Example: Basic SELECT Group

The following code is a simple example of a SELECT group. Notice that the variable a is specified in the SELECT statement, and various values to compare to a are specified in the WHEN statements. When the value of the variable a is

  • 1, x is multiplied by 10

  • 3, 4,or 5, x is multiplied by 100

  • 2 or any other value, nothing happens.

select (a);
   when (1) x=x*10;
   when (3,4,5) x=x*100;
   otherwise;
end

Example: SELECT Group in a DATA Step

Now let's look at a SELECT group in context. In the DATA step below, the SELECT group assign values to the variable Group based on values of the variable JobCode.

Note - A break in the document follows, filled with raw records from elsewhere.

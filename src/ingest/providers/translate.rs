// src/ingest/providers/translate.rs
//! LibreTranslate-compatible HTTP translator.

use anyhow::{anyhow, Context, Result};
use async_trait::async_trait;
use reqwest::Client;
use serde::{Deserialize, Serialize};
use std::time::Duration;

use crate::ingest::types::Translator;

pub struct HttpTranslator {
    http: Client,
    endpoint: String,
    api_key: Option<String>,
}

#[derive(Serialize)]
struct Req<'a> {
    q: &'a str,
    source: &'a str,
    target: &'a str,
    format: &'a str,
    #[serde(skip_serializing_if = "Option::is_none")]
    api_key: Option<&'a str>,
}

#[derive(Debug, Deserialize)]
struct Resp {
    #[serde(rename = "translatedText")]
    translated_text: Option<String>,
    error: Option<String>,
}

impl HttpTranslator {
    pub fn new(
        endpoint: &str,
        api_key: Option<String>,
        timeout: Duration,
        user_agent: &str,
    ) -> Result<Self> {
        let http = Client::builder()
            .user_agent(user_agent)
            .connect_timeout(Duration::from_secs(5))
            .timeout(timeout)
            .build()
            .context("building translator http client")?;
        Ok(Self {
            http,
            endpoint: endpoint.to_string(),
            api_key,
        })
    }
}

fn decode(status: reqwest::StatusCode, body: Resp) -> Result<String> {
    if let Some(err) = body.error {
        return Err(anyhow!("translator error ({status}): {err}"));
    }
    if !status.is_success() {
        return Err(anyhow!("translator HTTP {status}"));
    }
    body.translated_text
        .ok_or_else(|| anyhow!("translator response without translatedText"))
}

#[async_trait]
impl Translator for HttpTranslator {
    async fn translate(&self, text: &str, source_lang: &str, target_lang: &str) -> Result<String> {
        if text.trim().is_empty() {
            return Ok(String::new());
        }
        let req = Req {
            q: text,
            source: source_lang,
            target: target_lang,
            format: "text",
            api_key: self.api_key.as_deref(),
        };
        let resp = self
            .http
            .post(&self.endpoint)
            .json(&req)
            .send()
            .await
            .context("translator request")?;
        let status = resp.status();
        let body: Resp = resp.json().await.context("decoding translator response")?;
        decode(status, body)
    }

    fn name(&self) -> &'static str {
        "libretranslate"
    }
}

Most of the assignments are one-to-one correspondences, but ticket agents (the JobCode values TA1, TA2, and TA3) are grouped together, as are values in the Other category.

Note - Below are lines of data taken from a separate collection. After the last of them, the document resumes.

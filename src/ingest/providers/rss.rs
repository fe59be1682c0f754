// src/ingest/providers/rss.rs
use anyhow::{anyhow, Context, Result};
use async_trait::async_trait;
use chrono::{DateTime, Utc};
use metrics::{counter, histogram};
use once_cell::sync::OnceCell;
use quick_xml::de::from_str;
use regex::{Captures, Regex};
use reqwest::Client;
use serde::Deserialize;
use std::borrow::Cow;
use std::collections::HashMap;
use std::time::Duration;
use time::format_description::well_known::{Rfc2822, Rfc3339};
use time::OffsetDateTime;

use crate::ingest::config::SourceConfig;
use crate::ingest::types::{FeedEntry, FeedSource};

#[derive(Debug, Deserialize)]
struct Rss {
    channel: Channel,
}

#[derive(Debug, Deserialize)]
struct Channel {
    #[serde(rename = "item", default)]
    items: Vec<Item>,
}

#[derive(Debug, Deserialize)]
struct Item {
    title: Option<String>,
    link: Option<String>,
    guid: Option<Text>,
    description: Option<String>,
    #[serde(rename = "pubDate")]
    pub_date: Option<String>,
}

#[derive(Debug, Deserialize)]
struct AtomFeed {
    #[serde(rename = "entry", default)]
    entries: Vec<AtomEntry>,
}

#[derive(Debug, Deserialize)]
struct AtomEntry {
    id: Option<String>,
    title: Option<Text>,
    #[serde(rename = "link", default)]
    links: Vec<AtomLink>,
    summary: Option<Text>,
    published: Option<String>,
    updated: Option<String>,
}

#[derive(Debug, Deserialize)]
struct AtomLink {
    #[serde(rename = "@href")]
    href: String,
    #[serde(rename = "@rel", default)]
    rel: Option<String>,
}

/// Element whose attributes we ignore (`<guid isPermaLink=..>`, `<title type=..>`).
#[derive(Debug, Deserialize)]
struct Text {
    #[serde(rename = "$text", default)]
    value: String,
}

/// RFC 2822 (RSS) or RFC 3339 (Atom), normalized to UTC.
pub fn parse_timestamp(ts: &str) -> Option<DateTime<Utc>> {
    let ts = ts.trim();
    OffsetDateTime::parse(ts, &Rfc2822)
        .or_else(|_| OffsetDateTime::parse(ts, &Rfc3339))
        .ok()
        .and_then(|dt| DateTime::<Utc>::from_timestamp(dt.unix_timestamp(), dt.nanosecond()))
        // chrono is more lenient with obsolete zone names ("GMT", "UT", "EST").
        .or_else(|| {
            DateTime::parse_from_rfc2822(ts)
                .ok()
                .map(|dt| dt.with_timezone(&Utc))
        })
}

/// Parse an RSS 2.0 or Atom document into feed entries.
pub fn parse_feed(xml: &str) -> Result<Vec<FeedEntry>> {
    let xml = scrub_html_entities_for_xml(xml);
    match from_str::<Rss>(&xml) {
        Ok(rss) => Ok(rss.channel.items.into_iter().map(rss_entry).collect()),
        Err(rss_err) if !xml.contains("<feed") => Err(anyhow!("not an RSS document: {rss_err}")),
        Err(rss_err) => {
            let atom: AtomFeed = from_str(&xml)
                .map_err(|atom_err| anyhow!("not RSS ({rss_err}) nor Atom ({atom_err})"))?;
            Ok(atom.entries.into_iter().map(atom_entry).collect())
        }
    }
}

fn rss_entry(it: Item) -> FeedEntry {
    FeedEntry {
        id: it.guid.map(|g| g.value),
        link: it.link,
        title: it.title,
        summary: it.description,
        published: it.pub_date.as_deref().and_then(parse_timestamp),
    }
}

fn atom_entry(e: AtomEntry) -> FeedEntry {
    let link = e
        .links
        .iter()
        .find(|l| matches!(l.rel.as_deref(), None | Some("alternate")))
        .or_else(|| e.links.first())
        .map(|l| l.href.clone());
    FeedEntry {
        id: e.id,
        link,
        title: e.title.map(|t| t.value),
        summary: e.summary.map(|t| t.value),
        published: e
            .published
            .or(e.updated)
            .as_deref()
            .and_then(parse_timestamp),
    }
}

/// Rewrite HTML named entities (`&uuml;`, `&nbsp;`, ...) as numeric character
/// references so the XML parser accepts them. XML's own five are left alone;
/// names html-escape cannot resolve are escaped to literal text.
fn scrub_html_entities_for_xml(s: &str) -> Cow<'_, str> {
    static RE_ENTITY: OnceCell<Regex> = OnceCell::new();
    let re = RE_ENTITY.get_or_init(|| Regex::new(r"&([A-Za-z][A-Za-z0-9]{1,31});").unwrap());
    re.replace_all(s, |caps: &Captures| {
        let (whole, name) = (&caps[0], &caps[1]);
        if matches!(name, "amp" | "lt" | "gt" | "quot" | "apos") {
            return whole.to_string();
        }
        let decoded = html_escape::decode_html_entities(whole);
        if decoded == whole {
            return format!("&amp;{name};");
        }
        decoded.chars().map(|c| format!("&#{};", u32::from(c))).collect()
    })
}

pub struct RssFeedSource {
    mode: Mode,
}

enum Mode {
    Http(Client),
    /// feed_url -> document
    Fixtures(HashMap<String, String>),
}

impl RssFeedSource {
    pub fn http(timeout: Duration, user_agent: &str) -> Result<Self> {
        let client = Client::builder()
            .user_agent(user_agent)
            .connect_timeout(Duration::from_secs(5))
            .timeout(timeout)
            .build()
            .context("building feed http client")?;
        Ok(Self {
            mode: Mode::Http(client),
        })
    }

    pub fn from_fixture(feed_url: &str, xml: &str) -> Self {
        Self::from_fixtures([(feed_url.to_string(), xml.to_string())])
    }

    pub fn from_fixtures<I: IntoIterator<Item = (String, String)>>(docs: I) -> Self {
        Self {
            mode: Mode::Fixtures(docs.into_iter().collect()),
        }
    }

    async fn load(&self, url: &str) -> Result<String> {
        match &self.mode {
            Mode::Fixtures(docs) => docs
                .get(url)
                .cloned()
                .ok_or_else(|| anyhow!("no fixture for {url}")),
            Mode::Http(client) => {
                let resp = client.get(url).send().await.context("feed http get()")?;
                let resp = resp.error_for_status().context("feed http status")?;
                resp.text().await.context("feed http .text()")
            }
        }
    }
}

#[async_trait]
impl FeedSource for RssFeedSource {
    async fn fetch_entries(&self, source: &SourceConfig) -> Result<Vec<FeedEntry>> {
        let body = self.load(&source.feed_url).await?;
        let t0 = std::time::Instant::now();
        let entries =
            parse_feed(&body).with_context(|| format!("parsing feed of {}", source.name))?;
        histogram!("timeline_feed_parse_ms").record(t0.elapsed().as_secs_f64() * 1_000.0);
        counter!("timeline_feed_entries_total").increment(entries.len() as u64);
        Ok(entries)
    }

    fn name(&self) -> &'static str {
        match self.mode {
            Mode::Http(_) => "rss-http",
            Mode::Fixtures(_) => "rss-fixture",
        }
    }
}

data emps(keep=salary group);
   set sasuser.payrollmaster;
   length Group $ 20;
   select(jobcode);
      when ("FA1") group="Flight Attendant I";
      when ("FA2") group="Flight Attendant II";
      when ("FA3") group="Flight Attendant III";
      when ("ME1") group="Mechanic I";
      when ("ME2") group="Mechanic II";
      when ("ME3") group="Mechanic III";
      when ("NA1") group="Navigator I";
      when ("NA2") group="Navigator II";
      when ("NA3") group="Navigator III";
      when ("NA1") group="Navigator I";
      when ("NA2") group="Navigator II";
      when ("NA3") group="Navigator III";
      when ("PT1") group="Pilot I";
      when ("PT2") group="Pilot II";
      when ("PT3") group="Pilot III";
      when ("TA1","TA2","TA3") group="Ticket Agents";
      otherwise group="Other";
    end;
run;

Notice that in this case the SELECT statement does contain a select-expression. You are checking values of a single variable, so here using select(jobcode) and only the JobCode value in each WHEN statement is more concise than eliminating the select-expression and repeating the variable in each when-expression, as in when(jobcode="FA1").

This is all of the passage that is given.